Dataset entries
===

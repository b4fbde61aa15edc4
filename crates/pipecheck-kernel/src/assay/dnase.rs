//! DNase-seq rule-set. Every output is per replicate; nothing is pooled.

use super::{Assay, AssayPolicy, PolicyTable};
use crate::expectation::{
    Expectation, ExpectationBuilder, KeyMode, PreferredDefaultRule, PreferredDefaults,
};
use crate::facts::ExperimentFacts;
use crate::rank::{AnalysisOrder, RecencyOrder};

const BED_PAIR: &[&str] = &["bed", "bigBed"];

pub struct DnaseSeqPolicy {
    table: PolicyTable,
    order: RecencyOrder,
}

impl DnaseSeqPolicy {
    pub fn new(table: PolicyTable) -> Self {
        Self {
            table,
            order: RecencyOrder::default(),
        }
    }
}

impl AssayPolicy for DnaseSeqPolicy {
    fn assay(&self) -> Assay {
        Assay::DnaseSeq
    }

    fn table(&self) -> &PolicyTable {
        &self.table
    }

    fn ranking(&self) -> &dyn AnalysisOrder {
        &self.order
    }

    fn expected_outputs(&self, facts: &ExperimentFacts) -> Expectation {
        let n = facts.rep_count;
        ExpectationBuilder::new(KeyMode::OutputTypeAndFormat)
            .output_as("unfiltered alignments", "bam", n)
            .output_as("alignments", "bam", n)
            .output_as("read-depth normalized signal", "bigWig", n)
            .output_as("nuclease cleavage frequency", "bigWig", n)
            .output_in("FDR cut rate", BED_PAIR, n)
            .output_in("peaks", BED_PAIR, n)
            .output_in("footprints", BED_PAIR, n)
            .finish(PreferredDefaultRule::Required(PreferredDefaults::new(
                &[&["bigBed", "bigWig"]],
                &["read-depth normalized signal", "peaks"],
                2,
            )))
    }
}
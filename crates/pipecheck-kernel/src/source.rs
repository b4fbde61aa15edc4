//! The metadata boundary.
//!
//! A [`MetadataSource`] resolves identifiers to raw JSON objects; the typed
//! accessors decode and validate them so that nothing past this point sees
//! untyped data.

use crate::error::SourceError;
use crate::record::{Analysis, Experiment, FileRecord, Link, Target, normalize_identifier};
use serde::de::DeserializeOwned;
use serde_json::Value;
use std::cell::Cell;
use std::collections::HashMap;

pub trait MetadataSource {
    /// Fetch the raw record for `id`.
    fn fetch_object(&self, id: &str) -> Result<Value, SourceError>;

    fn experiment(&self, id: &str) -> Result<Experiment, SourceError> {
        decode(id, self.fetch_object(id)?)
    }

    fn analysis(&self, id: &str) -> Result<Analysis, SourceError> {
        decode(id, self.fetch_object(id)?)
    }

    fn file(&self, id: &str) -> Result<FileRecord, SourceError> {
        decode(id, self.fetch_object(id)?)
    }

    fn target(&self, id: &str) -> Result<Target, SourceError> {
        decode(id, self.fetch_object(id)?)
    }

    /// The experiment with a linked target replaced by the fetched record.
    fn experiment_with_target(&self, id: &str) -> Result<Experiment, SourceError> {
        let mut experiment = self.experiment(id)?;
        if let Some(Link::Id(link)) = &experiment.target {
            let target = self.target(link)?;
            experiment.target = Some(Link::Embedded(target));
        }
        Ok(experiment)
    }
}

/// Decode a fetched record into its typed form.
pub fn decode<T: DeserializeOwned>(id: &str, value: Value) -> Result<T, SourceError> {
    serde_json::from_value(value).map_err(|err| SourceError::Malformed {
        id: id.to_string(),
        message: err.to_string(),
    })
}

/// In-memory records keyed by accession.
#[derive(Debug, Default)]
pub struct RecordStore {
    records: HashMap<String, Value>,
    fetches: Cell<usize>,
}

impl RecordStore {
    pub fn new() -> Self {
        Self::default()
    }

    /// Insert a record under its `accession` (or `@id` when the accession is
    /// absent).
    pub fn insert(&mut self, record: Value) -> Result<String, SourceError> {
        let key = record
            .get("accession")
            .or_else(|| record.get("@id"))
            .and_then(Value::as_str)
            .map(normalize_identifier)
            .ok_or_else(|| SourceError::Malformed {
                id: "<unnamed>".to_string(),
                message: "record has neither accession nor @id".to_string(),
            })?;
        self.records.insert(key.clone(), record);
        Ok(key)
    }

    pub fn extend(
        &mut self,
        records: impl IntoIterator<Item = Value>,
    ) -> Result<usize, SourceError> {
        let mut inserted = 0;
        for record in records {
            self.insert(record)?;
            inserted += 1;
        }
        Ok(inserted)
    }

    pub fn len(&self) -> usize {
        self.records.len()
    }

    pub fn is_empty(&self) -> bool {
        self.records.is_empty()
    }

    /// Number of fetches served so far.
    pub fn fetch_count(&self) -> usize {
        self.fetches.get()
    }
}

impl MetadataSource for RecordStore {
    fn fetch_object(&self, id: &str) -> Result<Value, SourceError> {
        self.fetches.set(self.fetches.get() + 1);
        let key = normalize_identifier(id);
        self.records
            .get(&key)
            .cloned()
            .ok_or(SourceError::NotFound(key))
    }
}

#[cfg(test)]
mod tests {
    use super::*;
    use serde_json::json;

    #[test]
    fn store_resolves_any_identifier_form() {
        let mut store = RecordStore::new();
        store
            .insert(json!({
                "accession": "ENCFF000AAA",
                "output_type": "alignments",
                "file_format": "bam"
            }))
            .unwrap();

        let file = store.file("/files/ENCFF000AAA/").unwrap();
        assert_eq!(file.output_type, "alignments");
        assert_eq!(store.fetch_count(), 1);
    }

    #[test]
    fn missing_and_malformed_records_are_errors() {
        let mut store = RecordStore::new();
        store.insert(json!({"accession": "ENCFF000BAD"})).unwrap();

        assert_eq!(
            store.file("ENCFF000XXX").unwrap_err(),
            SourceError::NotFound("ENCFF000XXX".to_string())
        );
        assert!(matches!(
            store.file("ENCFF000BAD"),
            Err(SourceError::Malformed { .. })
        ));
        assert!(store.insert(json!({"title": "no id"})).is_err());
    }

    #[test]
    fn linked_targets_are_fetched_by_their_path() {
        let mut store = RecordStore::new();
        store
            .insert(json!({
                "accession": "ENCSR000HIS",
                "target": "/targets/H3K4me3-human/",
                "replicates": [{"biological_replicate_number": 1}]
            }))
            .unwrap();
        store
            .insert(json!({
                "@id": "/targets/H3K4me3-human/",
                "label": "H3K4me3",
                "investigated_as": ["histone", "narrow histone mark"]
            }))
            .unwrap();

        let experiment = store.experiment_with_target("ENCSR000HIS").unwrap();
        let target = experiment.target.as_ref().and_then(Link::embedded).unwrap();
        assert_eq!(target.label, "H3K4me3");
        assert_eq!(store.fetch_count(), 2);

        store
            .insert(json!({
                "accession": "ENCSR000DAN",
                "target": "/targets/missing-human/",
                "replicates": [{"biological_replicate_number": 1}]
            }))
            .unwrap();
        assert_eq!(
            store.experiment_with_target("ENCSR000DAN").unwrap_err(),
            SourceError::NotFound("missing-human".to_string())
        );
    }
}
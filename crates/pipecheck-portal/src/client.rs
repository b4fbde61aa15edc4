//! Blocking portal client.
//!
//! Every fetch is `GET {base_url}/{path}/?format=json&frame=embedded`, where
//! the path is the accession, or the full path of an `@id` link.
//! Transport failures and 5xx responses are retried with a doubling backoff;
//! 401/403 and 404 are final.

use crate::error::PortalError;
use pipecheck_kernel::{MetadataSource, SourceError, normalize_identifier};
use reqwest::StatusCode;
use reqwest::blocking::Client as HttpClient;
use serde_json::Value;
use std::time::Duration;
use tracing::{debug, warn};

pub const DEFAULT_BASE_URL: &str = "https://www.encodeproject.org";
pub const API_KEY_ENV: &str = "DCC_API_KEY";
pub const SECRET_KEY_ENV: &str = "DCC_SECRET_KEY";

#[derive(Debug, Clone, PartialEq, Eq)]
pub struct PortalConfig {
    pub base_url: String,
    /// Retries after the first attempt.
    pub retries: u32,
    /// Delay before the first retry; doubled for each subsequent one.
    pub backoff: Duration,
    pub timeout: Duration,
}

impl Default for PortalConfig {
    fn default() -> Self {
        Self {
            base_url: DEFAULT_BASE_URL.to_string(),
            retries: 3,
            backoff: Duration::from_millis(1000),
            timeout: Duration::from_secs(60),
        }
    }
}

/// Basic-auth key pair.
#[derive(Clone, PartialEq, Eq)]
pub struct Credentials {
    pub key: String,
    pub secret: String,
}

impl Credentials {
    /// Read `DCC_API_KEY` / `DCC_SECRET_KEY`. Both must be set and non-empty.
    pub fn from_env() -> Option<Self> {
        Self::from_lookup(|name| std::env::var(name).ok())
    }

    fn from_lookup(lookup: impl Fn(&str) -> Option<String>) -> Option<Self> {
        let key = lookup(API_KEY_ENV).filter(|v| !v.trim().is_empty())?;
        let secret = lookup(SECRET_KEY_ENV).filter(|v| !v.trim().is_empty())?;
        Some(Self { key, secret })
    }
}

impl std::fmt::Debug for Credentials {
    fn fmt(&self, f: &mut std::fmt::Formatter<'_>) -> std::fmt::Result {
        f.debug_struct("Credentials")
            .field("key", &self.key)
            .field("secret", &"<redacted>")
            .finish()
    }
}

pub struct PortalClient {
    http: HttpClient,
    config: PortalConfig,
    credentials: Option<Credentials>,
}

impl PortalClient {
    pub fn new(config: PortalConfig, credentials: Option<Credentials>) -> Result<Self, PortalError> {
        let http = HttpClient::builder()
            .timeout(config.timeout)
            .build()
            .map_err(|err| PortalError::Client(err.to_string()))?;
        Ok(Self {
            http,
            config,
            credentials,
        })
    }

    pub fn config(&self) -> &PortalConfig {
        &self.config
    }

    pub fn is_authenticated(&self) -> bool {
        self.credentials.is_some()
    }

    pub fn object_url(&self, id: &str) -> String {
        object_url(&self.config.base_url, id)
    }

    fn fetch_once(&self, id: &str, url: &str) -> Result<Value, Failure> {
        let mut request = self.http.get(url).header("Accept", "application/json");
        if let Some(credentials) = &self.credentials {
            request = request.basic_auth(&credentials.key, Some(&credentials.secret));
        }

        let response = request.send().map_err(|err| {
            Failure::Transient(SourceError::Transport {
                id: id.to_string(),
                message: err.to_string(),
            })
        })?;
        classify_status(id, response.status())?;

        response.json::<Value>().map_err(|err| {
            Failure::Fatal(SourceError::Malformed {
                id: id.to_string(),
                message: err.to_string(),
            })
        })
    }
}

impl MetadataSource for PortalClient {
    fn fetch_object(&self, id: &str) -> Result<Value, SourceError> {
        let accession = normalize_identifier(id);
        let url = self.object_url(id);
        debug!(%url, "GET");
        with_retries(
            &accession,
            self.config.retries,
            self.config.backoff,
            std::thread::sleep,
            || self.fetch_once(&accession, &url),
        )
    }
}

pub fn object_url(base_url: &str, id: &str) -> String {
    let trimmed = id.trim();
    // Names like `H3K27ac-human` only resolve under their collection.
    let path = match trimmed.strip_prefix('/') {
        Some(link) => link
            .split(['?', '#'])
            .next()
            .unwrap_or(link)
            .trim_matches('/')
            .to_string(),
        None => normalize_identifier(trimmed),
    };
    format!(
        "{}/{}/?format=json&frame=embedded",
        base_url.trim_end_matches('/'),
        path
    )
}

/// Outcome of a failed attempt.
#[derive(Debug)]
enum Failure {
    Transient(SourceError),
    Fatal(SourceError),
}

fn classify_status(id: &str, status: StatusCode) -> Result<(), Failure> {
    match status {
        s if s.is_success() => Ok(()),
        StatusCode::UNAUTHORIZED | StatusCode::FORBIDDEN => {
            Err(Failure::Fatal(SourceError::Unauthorized {
                id: id.to_string(),
                status: status.as_u16(),
            }))
        }
        StatusCode::NOT_FOUND => Err(Failure::Fatal(SourceError::NotFound(id.to_string()))),
        s if s.is_server_error() => Err(Failure::Transient(SourceError::Transport {
            id: id.to_string(),
            message: format!("server returned {s}"),
        })),
        s => Err(Failure::Fatal(SourceError::Transport {
            id: id.to_string(),
            message: format!("unexpected status {s}"),
        })),
    }
}

fn with_retries<T>(
    id: &str,
    retries: u32,
    backoff: Duration,
    sleep: impl Fn(Duration),
    mut attempt: impl FnMut() -> Result<T, Failure>,
) -> Result<T, SourceError> {
    let mut delay = backoff;
    let mut remaining = retries;
    loop {
        match attempt() {
            Ok(value) => return Ok(value),
            Err(Failure::Fatal(err)) => return Err(err),
            Err(Failure::Transient(err)) if remaining == 0 => return Err(err),
            Err(Failure::Transient(err)) => {
                warn!(
                    %id,
                    error = %err,
                    retry_in_ms = delay.as_millis() as u64,
                    remaining,
                    "fetch failed; retrying"
                );
                sleep(delay);
                delay = delay.saturating_mul(2);
                remaining -= 1;
            }
        }
    }
}
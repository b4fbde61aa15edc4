use crate::cli::SourceArgs;
use crate::config::Settings;
use crate::support::{
    accessions_or_stdin, exit_setup_error, open_source_or_exit, policy_or_exit, print_json,
};
use pipecheck_report::{PatchFileNames, run_batch, write_patches};
use serde_json::json;
use std::path::PathBuf;
use std::process;

pub struct Args {
    pub assay: String,
    pub accessions: Vec<String>,
    pub ticket: Option<String>,
    pub out_dir: Option<PathBuf>,
    pub fail_on_discrepancy: bool,
    pub source: SourceArgs,
    pub json: bool,
}

pub fn run(args: Args, settings: &Settings) {
    let policy = policy_or_exit(&args.assay, settings);
    let accessions = accessions_or_stdin(args.accessions);
    if accessions.is_empty() {
        exit_setup_error("no experiment accessions given (pass them as arguments or on stdin)");
    }
    let source = open_source_or_exit(&args.source, settings);

    let json_output = args.json;
    let batch = run_batch(source.as_ref(), policy.as_ref(), &accessions, |outcome| {
        if json_output {
            return;
        }
        match outcome.report() {
            Some(report) => {
                for line in &report.trace {
                    println!("{line}");
                }
            }
            None => println!("{}: evaluation failed", outcome.accession),
        }
    });

    let out_dir = args
        .out_dir
        .unwrap_or_else(|| settings.run.out_dir.clone());
    let names = PatchFileNames::new(args.ticket.as_deref());
    let written = write_patches(&out_dir, &names, &batch).unwrap_or_else(|e| exit_setup_error(e));
    let summary = batch.summary();

    if json_output {
        print_json(&json!({
            "assay": batch.assay,
            "summary": summary,
            "outcomes": batch.outcomes,
            "patches": written,
        }));
    } else {
        println!();
        println!("pipecheck check {} ({} experiment(s))", batch.assay, summary.total());
        for outcome in &batch.outcomes {
            println!("  {}", outcome.summary_line());
        }
        println!(
            "  Release ready: {}  Review: {}  Not compliant: {}  Failed: {}",
            summary.release_ready,
            summary.post_pipeline_review,
            summary.not_compliant,
            summary.failed
        );
        println!("  Archival candidates: {}", batch.archival().len());
        println!("  Patches: {}", written.released.display());
        println!("           {}", written.internal_status.display());
        println!("           {}", written.analysis_status.display());
    }

    if (args.fail_on_discrepancy || settings.run.fail_on_discrepancy) && batch.has_unready() {
        process::exit(1);
    }
}
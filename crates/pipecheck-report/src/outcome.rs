//! Per-experiment outcome and disposition.

use pipecheck_kernel::{CheckError, ExperimentReport};
use serde::Serialize;
use std::fmt;

/// Where an experiment lands after evaluation.
#[derive(Debug, Clone, Copy, PartialEq, Eq, Hash, Serialize)]
pub enum Disposition {
    /// Compliant with clean audits.
    #[serde(rename = "release ready")]
    ReleaseReady,
    /// Compliant but carrying ERROR or NOT_COMPLIANT audits.
    #[serde(rename = "post-pipeline review")]
    PostPipelineReview,
    #[serde(rename = "not compliant")]
    NotCompliant,
    /// Evaluation could not complete.
    #[serde(rename = "failed")]
    Failed,
}

impl Disposition {
    pub fn as_str(self) -> &'static str {
        match self {
            Self::ReleaseReady => "release ready",
            Self::PostPipelineReview => "post-pipeline review",
            Self::NotCompliant => "not compliant",
            Self::Failed => "failed",
        }
    }

    /// The internal status to patch onto the experiment, if any.
    pub fn internal_status(self) -> Option<&'static str> {
        match self {
            Self::ReleaseReady | Self::PostPipelineReview => Some(self.as_str()),
            Self::NotCompliant | Self::Failed => None,
        }
    }
}

impl fmt::Display for Disposition {
    fn fmt(&self, f: &mut fmt::Formatter<'_>) -> fmt::Result {
        f.write_str(self.as_str())
    }
}

#[derive(Debug, Clone, Serialize)]
#[serde(tag = "evaluation", rename_all = "snake_case")]
pub enum Evaluation {
    Completed { report: Box<ExperimentReport> },
    Failed { class: &'static str, message: String },
}

#[derive(Debug, Clone, Serialize)]
pub struct ExperimentOutcome {
    pub accession: String,
    pub disposition: Disposition,
    #[serde(flatten)]
    pub evaluation: Evaluation,
}

impl ExperimentOutcome {
    pub fn from_report(report: ExperimentReport) -> Self {
        let disposition = if !report.is_compliant() {
            Disposition::NotCompliant
        } else if report.audits.is_clean() {
            Disposition::ReleaseReady
        } else {
            Disposition::PostPipelineReview
        };
        Self {
            accession: report.accession.clone(),
            disposition,
            evaluation: Evaluation::Completed {
                report: Box::new(report),
            },
        }
    }

    pub fn from_error(accession: impl Into<String>, err: &CheckError) -> Self {
        Self {
            accession: accession.into(),
            disposition: Disposition::Failed,
            evaluation: Evaluation::Failed {
                class: err.failure_class(),
                message: err.to_string(),
            },
        }
    }

    pub fn report(&self) -> Option<&ExperimentReport> {
        match &self.evaluation {
            Evaluation::Completed { report } => Some(&**report),
            Evaluation::Failed { .. } => None,
        }
    }

    /// Analyses to archive on behalf of this experiment.
    pub fn archival(&self) -> &[String] {
        match self.report() {
            Some(report) if report.ranking.canonical.is_some() => &report.ranking.archival,
            _ => &[],
        }
    }

    /// One tab-separated summary line: accession, disposition, then the
    /// discrepancy reasons or the failure.
    pub fn summary_line(&self) -> String {
        let mut line = format!("{}\t{}", self.accession, self.disposition);
        match &self.evaluation {
            Evaluation::Completed { report } => {
                if let Some(canonical) = report.ranking.canonical_accession() {
                    line.push('\t');
                    line.push_str(canonical);
                }
                let reasons = report.reasons();
                if !reasons.is_empty() {
                    line.push('\t');
                    line.push_str(&reasons.join(", "));
                }
                if !report.audits.is_clean() {
                    line.push_str(&format!(
                        "\taudits ERROR={} NOT_COMPLIANT={}",
                        report.audits.error, report.audits.not_compliant
                    ));
                }
            }
            Evaluation::Failed { class, message } => {
                line.push_str(&format!("\t{class}: {message}"));
            }
        }
        line
    }
}
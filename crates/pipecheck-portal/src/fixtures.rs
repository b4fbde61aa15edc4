//! Offline records: a directory of `.json` and `.jsonl` files.
//!
//! A `.json` file holds one record, an array of records, or a bundle object
//! with a `records` array. A `.jsonl` file holds one record per line; blank
//! lines and lines starting with `#` are skipped. Other files are ignored.

use crate::error::PortalError;
use pipecheck_kernel::RecordStore;
use serde_json::Value;
use std::fs;
use std::io::{BufRead, BufReader};
use std::path::{Path, PathBuf};
use tracing::debug;

/// Load every record under `dir` (non-recursive, in file-name order).
pub fn load_fixture_dir(dir: impl AsRef<Path>) -> Result<RecordStore, PortalError> {
    let dir = dir.as_ref();
    let entries = fs::read_dir(dir).map_err(|e| io_error(dir, e))?;
    let mut paths: Vec<PathBuf> = Vec::new();
    for entry in entries {
        let path = entry.map_err(|e| io_error(dir, e))?.path();
        if path.is_file() && is_record_file(&path) {
            paths.push(path);
        }
    }
    paths.sort();

    let mut store = RecordStore::new();
    for path in &paths {
        let records = read_records(path)?;
        let count = records.len();
        store.extend(records).map_err(|source| PortalError::Record {
            path: path.display().to_string(),
            source,
        })?;
        debug!(path = %path.display(), count, "loaded fixture records");
    }
    Ok(store)
}

/// Read the records in one `.json` or `.jsonl` file.
pub fn read_records(path: impl AsRef<Path>) -> Result<Vec<Value>, PortalError> {
    let path = path.as_ref();
    if extension(path) == Some("jsonl") {
        let file = fs::File::open(path).map_err(|e| io_error(path, e))?;
        return read_jsonl(path, BufReader::new(file));
    }

    let text = fs::read_to_string(path).map_err(|e| io_error(path, e))?;
    let value: Value = serde_json::from_str(&text).map_err(|e| PortalError::Parse {
        path: path.display().to_string(),
        line: e.line(),
        message: e.to_string(),
    })?;
    Ok(match value {
        Value::Array(records) => records,
        Value::Object(mut bundle) if bundle.get("records").is_some_and(Value::is_array) => {
            match bundle.remove("records") {
                Some(Value::Array(records)) => records,
                _ => Vec::new(),
            }
        }
        record => vec![record],
    })
}

fn read_jsonl(path: &Path, reader: impl BufRead) -> Result<Vec<Value>, PortalError> {
    let mut records = Vec::new();
    for (line_no, line) in reader.lines().enumerate() {
        let line = line.map_err(|e| io_error(path, e))?;
        let trimmed = line.trim();
        if trimmed.is_empty() || trimmed.starts_with('#') {
            continue;
        }
        let record = serde_json::from_str(trimmed).map_err(|e| PortalError::Parse {
            path: path.display().to_string(),
            line: line_no + 1,
            message: e.to_string(),
        })?;
        records.push(record);
    }
    Ok(records)
}

fn extension(path: &Path) -> Option<&str> {
    path.extension().and_then(|ext| ext.to_str())
}

fn is_record_file(path: &Path) -> bool {
    matches!(extension(path), Some("json" | "jsonl"))
}

fn io_error(path: &Path, err: std::io::Error) -> PortalError {
    PortalError::Io {
        path: path.display().to_string(),
        message: err.to_string(),
    }
}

===

:: ABOUT THIS EXERCISE ::
Identify the lines in the entries above that contain "PortalConfig", then copy them out.

:: WRITTEN ANSWER ::
pub struct PortalConfig {
impl Default for PortalConfig {
    config: PortalConfig,
    pub fn new(config: PortalConfig, credentials: Option<Credentials>) -> Result<Self, PortalError> {
    pub fn config(&self) -> &PortalConfig {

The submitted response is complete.